The first play I saw in a theater as a child had a princess in it. Much as I wanted to like it, I was soon bored. I had already been fascinated by movies like The Wizard of Oz, shown every year on Thanksgiving. Dorothy and the Wicked Witch of the West were far more fascinating.
Other movies, plays and stories drew me in with dinosaurs, ghosts, horses and adventures. I wasn’t a writer then, but I knew that certain stories were thrilling — and others, not so much.
Safe stories with plots that appeared to go wrong for a minute or two and then righted themselves, seemed fake in ways I couldn’t have explained at six or seven years old. I knew when something happened that seemed genuine — and that is always what I look for, since.
I've written a number of plays for children, and each theater has its own, fairly large audiences. Subjects ranged from historical to folk tale adaptations with hints of magic and fantasy to a young teen satire. I also wrote a three-book, middle-grade historical series about the Beat Generation in 1958.
I decided to set the Beat Street series in the 1950s because I thought Beats sparked what we later called the hippie era and a new way of looking at art. I didn’t always know I wanted to be an artist, but I had a feeling that artists were more like me than doctors, lawyers, or CEOs. And part of me knew that, as someone who loved making up stories, I was headed for a creative life.
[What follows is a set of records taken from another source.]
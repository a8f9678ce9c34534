//! Export core modules shared across front ends.

pub mod excel_core;
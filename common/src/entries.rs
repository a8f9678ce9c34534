//! 入力名リストの整形

use std::collections::HashSet;

/// カンマ区切りの手入力を分割（空要素は除外）
pub fn split_manual_input(text: &str) -> Vec<String> {
    text.split(',')
        .map(str::trim)
        .filter(|s| !s.is_empty())
        .map(str::to_string)
        .collect()
}

/// ファイル由来の値と手入力を結合し、大文字小文字を無視して重複除去する
///
/// ファイルの値が先、手入力が後。最初に出現した表記を残す。
pub fn prepare_entered<I, J>(file_values: I, manual_values: J) -> Vec<String>
where
    I: IntoIterator<Item = String>,
    J: IntoIterator<Item = String>,
{
    let mut seen = HashSet::new();
    file_values
        .into_iter()
        .chain(manual_values)
        .filter_map(|value| {
            let trimmed = value.trim();
            if trimmed.is_empty() {
                return None;
            }
            seen.insert(trimmed.to_lowercase())
                .then(|| trimmed.to_string())
        })
        .collect()
}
Early on, I learned that telling a story to children is like telling any other story: we need to show, not tell; share, not preach, and most of all, create stories and plot lines to captivate readers and audiences, no matter how old or young they are. Yes, there are things we don't want to show to a three-year-old. At the same time, we don't want the three-year-old to be so bored she wanders off--or worse, falls asleep.